Blue Highways: Part 2, Chapter 13
Wallace, North Carolina
As I was growing up, the place where I lived was full of wonder. I must admit I grew up in one of the most beautiful areas possible to grow up - a small town on the coast of Northern California. Drive a mile west from my house and I was at the ocean, where depending on the time of day I could watch tide ebb and flow, fishing boats sail by, the sun set, or the moon softly lay a silver path to the horizon. I could see a squall roar in from the northwest, or watch the sun glint off gentle whitecaps.
Drive a half hour east, and I would be in the middle of redwood forest. Though logged for timber, at that age, it seemed like the forest went on forever in an unbroken expanse. In the mornings, the trees made their own fog that allowed water to collect on their leaves and drip into the soft, moist loam made of dead leaves that accumulated under their huge trunks. During the day, sunlight filtered through the green leaves above, and dappled the forest floor with diffuse light. Occasionally, one would see evidence of wildlife, or even the wildlife itself.
It was truly magical for a young boy, but as the young boy became an adolescent these beauties became gradually lost upon me. I was more interested in things in the town. And to tell you the truth, in a small town in Northern California, there wasn't much to do. Girls were always of interest, and alcohol helped get the girls. But almost like India, or England, my town had social strata or castes in the form of cliques among young people. You were separated from other young people by your high school class. Within your high school class, you were separated from others by whether you belonged to the highest grouping known as the "jocks" or whether you were a loser, or a burnout, or something else. The one thing we all had in common was alcohol and drugs. Okay, and being a guy, guys had the guy's best friend in common. That was our left (or right) hand, utilized often by adolescent males especially when one was not very successful with the girls. And I wasn't very successful with the girls, so draw your own conclusions.
In other words, I can relate with the guys in Wallace, North Carolina that LHM happens upon. My town, when I grew up, had maybe three stoplights. The number of stoplights has doubled today, but I'm sure that the malaise that existed for young people probably still exists. Like the kids in Wallace, we used to cruise the strip, which I began to think was really silly because what was there to see? Just other kids cruising too, and we always saw them in school.

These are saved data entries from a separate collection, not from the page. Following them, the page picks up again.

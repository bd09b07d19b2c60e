//! Command-line surface (spec §1: "explicitly out of scope... minimal"). A
//! handful of flags mirroring `original_source/src/cmd/root.go`'s
//! `pod-max-wait`/`pod-shell`/etc, taking precedence over both the config
//! file and environment (SPEC_FULL §6.1).

use std::path::PathBuf;

use clap::Parser;

#[derive(Debug, Parser)]
#[command(name = "runner-daemon", about = "Distributed job runner")]
pub struct Cli {
    /// Path to the YAML configuration file.
    #[arg(long)]
    pub config: Option<PathBuf>,

    /// Run exactly one job read from this YAML file, then exit (spec §6.2).
    #[arg(long)]
    pub job_file: Option<PathBuf>,

    #[arg(long)]
    pub pod_shell: Option<String>,

    #[arg(long)]
    pub poll_interval: Option<u64>,

    #[arg(long)]
    pub concurrency: Option<i64>,

    #[arg(long)]
    pub api_token: Option<String>,

    #[arg(long)]
    pub metrics_port: Option<u16>,

    #[arg(long, default_value = "text")]
    pub log_format: LogFormat,

    #[arg(long, default_value = "info")]
    pub log_level: String,
}

#[derive(Debug, Clone, Copy, PartialEq, Eq, clap::ValueEnum)]
pub enum LogFormat {
    Text,
    Json,
}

Sometimes, a party would be thrown when some kid's poor, unsuspecting parents went out of town. Sometimes, the party would happen whether that kid wanted a party or not. Usually, the house would end up trashed...things would be broken or alcohol spilled into carpets. The stale smell of day old marijuana smoke that settled on the carpet and drapes would permeate the nostrils of the parents as they came back from their trip and opened the door. Often the smoke mingled with the more acrid and pungent odor of vomit left by some kid who drank too much, still strong despite the kid's frantic attempts to clean the house before the parents came home. These parties could be massive affairs, with about a hundred kids descending on the house, along with some people in their twenties who had nothing better to do and no lives to speak of.

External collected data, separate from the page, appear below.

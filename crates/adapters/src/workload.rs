//! Container workload driver (spec §4.7): builds the per-job Kubernetes
//! manifest (configuration blob, disruption guard, pod with init+main
//! containers), waits for readiness, execs the job's commands, and tears
//! everything down on every exit path. Grounded in
//! `original_source/src/pkg/k8s.go`, generalized with the configuration
//! blob/disruption-budget/init-container shape described in the component
//! design, and in the pod-building idiom of
//! `examples/alfredjeanlab-oddjobs/crates/daemon/src/adapters/agent/k8s/pod.rs`.

use std::collections::BTreeMap;
use std::sync::Arc;
use std::time::Duration;

use async_trait::async_trait;
use futures::StreamExt;
use k8s_openapi::api::core::v1::{
    ConfigMap, ConfigMapVolumeSource, Container, EmptyDirVolumeSource, EnvVar,
    PodSecurityContext, PodSpec, ResourceRequirements, SecurityContext as K8sSecurityContext,
    Volume, VolumeMount,
};
use k8s_openapi::api::policy::v1::{PodDisruptionBudget, PodDisruptionBudgetSpec};
use k8s_openapi::apimachinery::pkg::api::resource::Quantity;
use k8s_openapi::apimachinery::pkg::apis::meta::v1::LabelSelector;
use k8s_openapi::apimachinery::pkg::util::intstr::IntOrString;
use kube::api::{AttachParams, DeleteParams, PostParams};
use kube::{Api, Client};
use runner_core::{Clock, Job, JobOutcome, RunnerId, SystemClock, WorkloadConfig};
use thiserror::Error;

use crate::log::streamer::LogStreamer;

type Pod = k8s_openapi::api::core::v1::Pod;

#[derive(Debug, Error)]
pub enum WorkloadError {
    #[error("kubernetes API error: {0}")]
    Kube(#[from] kube::Error),
    #[error("pod did not reach Running within the configured ceiling")]
    PodTimeout,
    #[error("pod ran to completion before becoming ready")]
    PodRanToCompletion,
}

/// The identifier and label set computed for one job's workload, exposed so
/// callers (and tests) can correlate a driver run with its cluster objects
/// without re-deriving the naming scheme.
#[derive(Debug, Clone)]
pub struct WorkloadHandle {
    pub identifier: String,
    pub labels: BTreeMap<String, String>,
}

impl WorkloadHandle {
    fn new<C: Clock>(runner_id: &RunnerId, job: &Job, clock: &C) -> Self {
        let identifier = format!("workload-{}-{}", job.number, clock.unix_seconds());
        let mut labels = BTreeMap::new();
        labels.insert("instance".to_string(), identifier.clone());
        labels.insert("managed-by".to_string(), format!("runner-{runner_id}"));
        Self { identifier, labels }
    }

    fn selector(&self) -> LabelSelector {
        LabelSelector { match_labels: Some(self.labels.clone().into_iter().collect()), ..Default::default() }
    }
}

/// What the driver runs for one job: build the manifest, wait, exec, tear
/// down. Abstracted so `runner-engine`'s worker loop can be tested against
/// `FakeWorkloadDriver` without a live cluster.
#[async_trait]
pub trait WorkloadDriver: Send + Sync {
    async fn run(&self, job: &Job, streamer: &LogStreamer) -> JobOutcome;
}

enum Created {
    ConfigMap(String),
    Pdb(String),
    Pod(String),
}

pub struct KubernetesWorkloadDriver<C: Clock = SystemClock> {
    client: Client,
    runner_id: RunnerId,
    config: WorkloadConfig,
    clock: C,
}

impl<C: Clock> KubernetesWorkloadDriver<C> {
    pub fn new(client: Client, runner_id: RunnerId, config: WorkloadConfig, clock: C) -> Self {
        Self { client, runner_id, config, clock }
    }

    fn config_maps(&self) -> Api<ConfigMap> {
        Api::namespaced(self.client.clone(), &self.config.namespace)
    }

    fn pdbs(&self) -> Api<PodDisruptionBudget> {
        Api::namespaced(self.client.clone(), &self.config.namespace)
    }

    fn pods(&self) -> Api<Pod> {
        Api::namespaced(self.client.clone(), &self.config.namespace)
    }

    fn work_dir(&self, job: &Job) -> String {
        format!("{}/{}", self.config.working_dir.trim_end_matches('/'), job.id.as_str())
    }

    fn build_config_map(&self, handle: &WorkloadHandle, job: &Job) -> ConfigMap {
        let data = job.files.iter().map(|f| (f.name.clone(), f.contents.clone())).collect();
        ConfigMap {
            metadata: meta(&handle.identifier, &self.config.namespace, &handle.labels),
            data: Some(data),
            immutable: Some(true),
            ..Default::default()
        }
    }

    fn build_pdb(&self, handle: &WorkloadHandle) -> PodDisruptionBudget {
        PodDisruptionBudget {
            metadata: meta(&handle.identifier, &self.config.namespace, &handle.labels),
            spec: Some(PodDisruptionBudgetSpec {
                max_unavailable: Some(IntOrString::Int(0)),
                selector: Some(handle.selector()),
                ..Default::default()
            }),
            ..Default::default()
        }
    }

    fn build_pod(&self, handle: &WorkloadHandle, job: &Job) -> Pod {
        let shared_volume = "runner-bin";
        let config_volume = "runner-config";

        let env: Vec<EnvVar> = job
            .variables
            .iter()
            .map(|v| EnvVar { name: v.key.clone(), value: Some(v.value.clone()), ..Default::default() })
            .collect();

        let init_container = Container {
            name: "copy-runner".to_string(),
            image: Some(self.config.runner_image.clone()),
            command: Some(vec![
                "cp".to_string(),
                "/usr/local/bin/runner-daemon".to_string(),
                "/shared/runner-daemon".to_string(),
            ]),
            volume_mounts: Some(vec![VolumeMount {
                name: shared_volume.to_string(),
                mount_path: "/shared".to_string(),
                ..Default::default()
            }]),
            ..Default::default()
        };

        let security_context = self.container_security_context();

        let main_container = Container {
            name: "job".to_string(),
            image: Some(job.image.clone()),
            image_pull_policy: Some(self.config.pull_policy.clone()),
            command: Some(vec![self.config.shell.clone()]),
            args: Some(vec!["-c".to_string(), format!("sleep {}", self.config.lifetime)]),
            env: Some(env),
            resources: Some(self.resource_requirements()),
            security_context,
            volume_mounts: Some(vec![
                VolumeMount {
                    name: shared_volume.to_string(),
                    mount_path: "/shared".to_string(),
                    ..Default::default()
                },
                VolumeMount {
                    name: config_volume.to_string(),
                    mount_path: "/config".to_string(),
                    read_only: Some(true),
                    ..Default::default()
                },
            ]),
            ..Default::default()
        };

        let volumes = vec![
            Volume {
                name: shared_volume.to_string(),
                empty_dir: Some(EmptyDirVolumeSource::default()),
                ..Default::default()
            },
            Volume {
                name: config_volume.to_string(),
                config_map: Some(ConfigMapVolumeSource {
                    name: Some(handle.identifier.clone()),
                    default_mode: Some(0o755),
                    ..Default::default()
                }),
                ..Default::default()
            },
        ];

        let node_selector = if self.config.node_selector.is_empty() {
            None
        } else {
            Some(self.config.node_selector.clone())
        };

        let mut metadata = meta(&handle.identifier, &self.config.namespace, &handle.labels);
        if !self.config.annotations.is_empty() {
            metadata.annotations = Some(self.config.annotations.clone().into_iter().collect());
        }

        Pod {
            metadata,
            spec: Some(PodSpec {
                init_containers: Some(vec![init_container]),
                containers: vec![main_container],
                volumes: Some(volumes),
                restart_policy: Some("Never".to_string()),
                node_selector,
                service_account_name: self.config.service_account_name.clone(),
                termination_grace_period_seconds: Some(self.config.termination_grace_period_seconds),
                dns_policy: self.config.dns_policy.clone(),
                security_context: if self.config.agent_mode {
                    Some(PodSecurityContext { run_as_user: Some(0), ..Default::default() })
                } else {
                    None
                },
                ..Default::default()
            }),
            ..Default::default()
        }
    }

    fn container_security_context(&self) -> Option<K8sSecurityContext> {
        if self.config.agent_mode {
            return Some(K8sSecurityContext {
                privileged: Some(true),
                run_as_user: Some(0),
                ..Default::default()
            });
        }
        self.config
            .security_context
            .as_ref()
            .and_then(|v| serde_json::from_value(v.clone()).ok())
    }

    fn resource_requirements(&self) -> ResourceRequirements {
        let mut requests = BTreeMap::new();
        let mut limits = BTreeMap::new();
        if let Some(cpu) = self.config.resources.requests.cpu_millicores {
            requests.insert("cpu".to_string(), Quantity(format!("{cpu}m")));
        }
        if let Some(mem) = self.config.resources.requests.memory_mib {
            requests.insert("memory".to_string(), Quantity(format!("{mem}Mi")));
        }
        if let Some(cpu) = self.config.resources.limits.cpu_millicores {
            limits.insert("cpu".to_string(), Quantity(format!("{cpu}m")));
        }
        if let Some(mem) = self.config.resources.limits.memory_mib {
            limits.insert("memory".to_string(), Quantity(format!("{mem}Mi")));
        }
        ResourceRequirements {
            requests: (!requests.is_empty()).then_some(requests),
            limits: (!limits.is_empty()).then_some(limits),
            ..Default::default()
        }
    }

    async fn wait_for_running(&self, name: &str) -> Result<(), WorkloadError> {
        let ceiling = Duration::from_secs(self.config.pod_max_wait_seconds);
        let start = tokio::time::Instant::now();
        loop {
            let pod = self.pods().get(name).await?;
            match pod.status.as_ref().and_then(|s| s.phase.as_deref()) {
                Some("Running") => return Ok(()),
                Some("Failed") | Some("Succeeded") => return Err(WorkloadError::PodRanToCompletion),
                _ => {}
            }
            if start.elapsed() > ceiling {
                return Err(WorkloadError::PodTimeout);
            }
            tokio::time::sleep(Duration::from_secs(1)).await;
        }
    }

    /// Runs the job's commands over the exec attach stream, piping stdout and
    /// stderr into the streamer's safe buffers for shipping while also
    /// mirroring stderr into a local capture buffer, so a failing exec can
    /// report trimmed stderr alongside the channel error (spec §4.7 step 7,
    /// §7): `original_source/src/pkg/k8s.go`'s `bytes.Buffer` stderr capture.
    async fn exec(
        &self,
        name: &str,
        job: &Job,
        streamer: &LogStreamer,
    ) -> Result<(), (WorkloadError, String)> {
        let work_dir = self.work_dir(job);
        let mut lines = vec![format!("mkdir -p {work_dir}"), format!("cd {work_dir}"), "set -xv".to_string()];
        lines.extend(job.commands.iter().cloned());
        let script = lines.join(";\n");

        let command = vec![self.config.shell.clone(), "-e".to_string(), "-c".to_string(), script];
        let ap = AttachParams::default().container("job").stdout(true).stderr(true);
        let mut attached = match self.pods().exec(name, command, &ap).await {
            Ok(attached) => attached,
            Err(e) => return Err((WorkloadError::Kube(e), String::new())),
        };

        let stdout_sink = streamer.stdout_sink();
        let stderr_sink = streamer.stderr_sink();
        let stderr_capture = Arc::new(parking_lot::Mutex::new(Vec::new()));

        let out_task = attached.stdout().map(|reader| {
            tokio::spawn(async move {
                let mut stream = tokio_util::io::ReaderStream::new(reader);
                while let Some(Ok(chunk)) = stream.next().await {
                    stdout_sink.append(&chunk);
                }
            })
        });
        let err_task = attached.stderr().map(|reader| {
            let stderr_capture = stderr_capture.clone();
            tokio::spawn(async move {
                let mut stream = tokio_util::io::ReaderStream::new(reader);
                while let Some(Ok(chunk)) = stream.next().await {
                    stderr_sink.append(&chunk);
                    stderr_capture.lock().extend_from_slice(&chunk);
                }
            })
        });

        let result = attached.join().await;
        if let Some(t) = out_task {
            let _ = t.await;
        }
        if let Some(t) = err_task {
            let _ = t.await;
        }

        let stderr_text = String::from_utf8_lossy(&stderr_capture.lock()).trim_end_matches('\n').to_string();
        result.map_err(|e| (WorkloadError::Kube(e), stderr_text))
    }

    async fn execute(
        &self,
        job: &Job,
        streamer: &LogStreamer,
        created: &mut Vec<Created>,
    ) -> JobOutcome {
        let handle = WorkloadHandle::new(&self.runner_id, job, &self.clock);

        let config_map = self.build_config_map(&handle, job);
        if let Err(e) = self.config_maps().create(&PostParams::default(), &config_map).await {
            return JobOutcome::failed(format!("failed to create configuration blob: {e}"));
        }
        created.push(Created::ConfigMap(handle.identifier.clone()));

        let pdb = self.build_pdb(&handle);
        if let Err(e) = self.pdbs().create(&PostParams::default(), &pdb).await {
            return JobOutcome::failed(format!("failed to create disruption budget: {e}"));
        }
        created.push(Created::Pdb(handle.identifier.clone()));

        let pod = self.build_pod(&handle, job);
        if let Err(e) = self.pods().create(&PostParams::default(), &pod).await {
            return JobOutcome::failed(format!("failed to create pod: {e}"));
        }
        created.push(Created::Pod(handle.identifier.clone()));

        match self.wait_for_running(&handle.identifier).await {
            Ok(()) => {}
            Err(WorkloadError::PodTimeout) => {
                return JobOutcome::pod_timeout(format!(
                    "pod {} was not ready within {}s",
                    handle.identifier, self.config.pod_max_wait_seconds
                ));
            }
            Err(e) => return JobOutcome::failed(e.to_string()),
        }

        match self.exec(&handle.identifier, job, streamer).await {
            Ok(()) => JobOutcome::success(),
            Err((e, stderr)) => {
                JobOutcome::failed(format!("pod execution failed REASON: {stderr} {e}"))
            }
        }
    }

    async fn teardown(&self, created: &[Created]) {
        let dp = DeleteParams::default();
        for resource in created.iter().rev() {
            let result = match resource {
                Created::ConfigMap(name) => self.config_maps().delete(name, &dp).await.map(drop),
                Created::Pdb(name) => self.pdbs().delete(name, &dp).await.map(drop),
                Created::Pod(name) => self.pods().delete(name, &dp).await.map(drop),
            };
            if let Err(e) = result {
                tracing::warn!(error = %e, "failed to tear down workload resource");
            }
        }
    }
}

When house parties weren't available, we might take a drive to the gravel pits, or out somewhere in the woods, to find a spot and drink and party. Yes, drinking and driving happened a lot among the youth of my town, and that meant that more than one of us died at the wheel.
This was part of a broader undercurrent of problems. The behavior of kids often mirrors the behavior of their parents. My town was a working class, blue collar town full of working men and women. It was like most American towns, probably a lot like Wallace. Many of the men, and a lot of the women, concealed by their industrious day work dark secrets at home such as alcoholism, depression, anger, and various forms of domestic violence and abuse. I don't want to paint my whole town that way, but there was a dark undercurrent there. Many old friends that I've spoken to in later years confirm that they or people they knew had difficult lives and difficult obstacles to overcome. The behaviors that we participated in was partly a reflection of our home lives, and partly a function of there not being enough for young people to do in our small town.
I'm sure that my experience as a young person in a small town is echoed all over the United States. It is not an isolated experience. If the answer of the young men in Wallace to LHM's query about something to do there is any indication, such conditions transcend time and space. And lest anyone think it is a failing of small towns, I think that a large contributor to the adolescent malaise that leads to such behavior is simply the adolescent mind itself, trying to break out of the conventions imposed by family and society, or trying to escape from difficult situations in the family, and not knowing where to go.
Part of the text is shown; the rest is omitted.